EXTRACTED ENTRIES.
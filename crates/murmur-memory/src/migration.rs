//! SQLite schema creation and migration.
//!
//! Creates all tables needed by the memory substrate on first boot.

use rusqlite::Connection;

/// Current schema version.
const SCHEMA_VERSION: u32 = 3;

/// Run all migrations to bring the database up to date.
pub fn run_migrations(conn: &Connection) -> Result<(), rusqlite::Error> {
    let current_version = get_schema_version(conn);

    if current_version < 1 {
        migrate_v1(conn)?;
    }

    if current_version < 2 {
        migrate_v2(conn)?;
    }

    if current_version < 3 {
        migrate_v3(conn)?;
    }

    set_schema_version(conn, SCHEMA_VERSION)?;
    Ok(())
}

/// Get the current schema version from the database.
fn get_schema_version(conn: &Connection) -> u32 {
    conn.pragma_query_value(None, "user_version", |row| row.get(0))
        .unwrap_or(0)
}

/// Set the schema version in the database.
fn set_schema_version(conn: &Connection, version: u32) -> Result<(), rusqlite::Error> {
    conn.pragma_update(None, "user_version", version)
}

/// Version 1: exact tier, semantic tier, emitted content.
fn migrate_v1(conn: &Connection) -> Result<(), rusqlite::Error> {
    conn.execute_batch(
        "
        -- Exact tier: one row per (actor, normalized query)
        CREATE TABLE IF NOT EXISTS exact_memory (
            actor_id TEXT NOT NULL,
            normalized_query TEXT NOT NULL,
            summary TEXT NOT NULL,
            response TEXT NOT NULL,
            intent TEXT NOT NULL,
            topic TEXT NOT NULL,
            tone TEXT NOT NULL,
            created_at TEXT NOT NULL,
            last_cached_at TEXT NOT NULL,
            PRIMARY KEY (actor_id, normalized_query)
        );

        -- Semantic tier: content-addressed vector entries
        CREATE TABLE IF NOT EXISTS memory_vectors (
            id TEXT PRIMARY KEY,
            actor_id TEXT NOT NULL,
            normalized_query TEXT NOT NULL,
            summary TEXT NOT NULL,
            response TEXT NOT NULL,
            intent TEXT NOT NULL,
            topic TEXT NOT NULL,
            tone TEXT NOT NULL,
            embedding BLOB NOT NULL,
            updated_at TEXT NOT NULL
        );
        CREATE INDEX IF NOT EXISTS idx_vectors_context
            ON memory_vectors(actor_id, intent, topic, tone);

        -- Previously published content (append-only)
        CREATE TABLE IF NOT EXISTS emitted_content (
            normalized_text TEXT PRIMARY KEY,
            created_at TEXT NOT NULL
        );
        ",
    )?;
    Ok(())
}

/// Version 2: short-term conversation log per actor.
fn migrate_v2(conn: &Connection) -> Result<(), rusqlite::Error> {
    conn.execute_batch(
        "
        CREATE TABLE IF NOT EXISTS conversation_log (
            id INTEGER PRIMARY KEY AUTOINCREMENT,
            actor_id TEXT NOT NULL,
            role TEXT NOT NULL,
            content TEXT NOT NULL,
            created_at TEXT NOT NULL
        );
        CREATE INDEX IF NOT EXISTS idx_conversation_actor
            ON conversation_log(actor_id, id);
        ",
    )?;
    Ok(())
}

/// Version 3: who the persona was talking with, per turn.
fn migrate_v3(conn: &Connection) -> Result<(), rusqlite::Error> {
    conn.execute_batch(
        "
        ALTER TABLE conversation_log ADD COLUMN peer TEXT;
        CREATE INDEX IF NOT EXISTS idx_conversation_peer
            ON conversation_log(actor_id, peer, id);
        ",
    )?;
    Ok(())
}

ABOUT THIS TASK. The records above must be restated. Preserve every word.

ANSWER BOX.
filename crates/murmur-memory/src/migration.rs
//! SQLite schema creation and migration.
//!
//! Creates all tables needed by the memory substrate on first boot.

use rusqlite::Connection;

/// Current schema version.
const SCHEMA_VERSION: u32 = 3;

/// Run all migrations to bring the database up to date.
pub fn run_migrations(conn: &Connection) -> Result<(), rusqlite::Error> {
    let current_version = get_schema_version(conn);

    if current_version < 1 {
        migrate_v1(conn)?;
    }

    if current_version < 2 {
        migrate_v2(conn)?;
    }

    if current_version < 3 {
        migrate_v3(conn)?;
    }

    set_schema_version(conn, SCHEMA_VERSION)?;
    Ok(())
}

/// Get the current schema version from the database.
fn get_schema_version(conn: &Connection) -> u32 {
    conn.pragma_query_value(None, "user_version", |row| row.get(0))
        .unwrap_or(0)
}

/// Set the schema version in the database.
fn set_schema_version(conn: &Connection, version: u32) -> Result<(), rusqlite::Error> {
    conn.pragma_update(None, "user_version", version)
}

/// Version 1: exact tier, semantic tier, emitted content.
fn migrate_v1(conn: &Connection) -> Result<(), rusqlite::Error> {
    conn.execute_batch(
        "
        -- Exact tier: one row per (actor, normalized query)
        CREATE TABLE IF NOT EXISTS exact_memory (
            actor_id TEXT NOT NULL,
            normalized_query TEXT NOT NULL,
            summary TEXT NOT NULL,
            response TEXT NOT NULL,
            intent TEXT NOT NULL,
            topic TEXT NOT NULL,
            tone TEXT NOT NULL,
            created_at TEXT NOT NULL,
            last_cached_at TEXT NOT NULL,
            PRIMARY KEY (actor_id, normalized_query)
        );

        -- Semantic tier: content-addressed vector entries
        CREATE TABLE IF NOT EXISTS memory_vectors (
            id TEXT PRIMARY KEY,
            actor_id TEXT NOT NULL,
            normalized_query TEXT NOT NULL,
            summary TEXT NOT NULL,
            response TEXT NOT NULL,
            intent TEXT NOT NULL,
            topic TEXT NOT NULL,
            tone TEXT NOT NULL,
            embedding BLOB NOT NULL,
            updated_at TEXT NOT NULL
        );
        CREATE INDEX IF NOT EXISTS idx_vectors_context
            ON memory_vectors(actor_id, intent, topic, tone);

        -- Previously published content (append-only)
        CREATE TABLE IF NOT EXISTS emitted_content (
            normalized_text TEXT PRIMARY KEY,
            created_at TEXT NOT NULL
        );
        ",
    )?;
    Ok(())
}

/// Version 2: short-term conversation log per actor.
fn migrate_v2(conn: &Connection) -> Result<(), rusqlite::Error> {
    conn.execute_batch(
        "
        CREATE TABLE IF NOT EXISTS conversation_log (
            id INTEGER PRIMARY KEY AUTOINCREMENT,
            actor_id TEXT NOT NULL,
            role TEXT NOT NULL,
            content TEXT NOT NULL,
            created_at TEXT NOT NULL
        );
        CREATE INDEX IF NOT EXISTS idx_conversation_actor
            ON conversation_log(actor_id, id);
        ",
    )?;
    Ok(())
}

/// Version 3: who the persona was talking with, per turn.
fn migrate_v3(conn: &Connection) -> Result<(), rusqlite::Error> {
    conn.execute_batch(
        "
        ALTER TABLE conversation_log ADD COLUMN peer TEXT;
        CREATE INDEX IF NOT EXISTS idx_conversation_peer
            ON conversation_log(actor_id, peer, id);
        ",
    )?;
    Ok(())
}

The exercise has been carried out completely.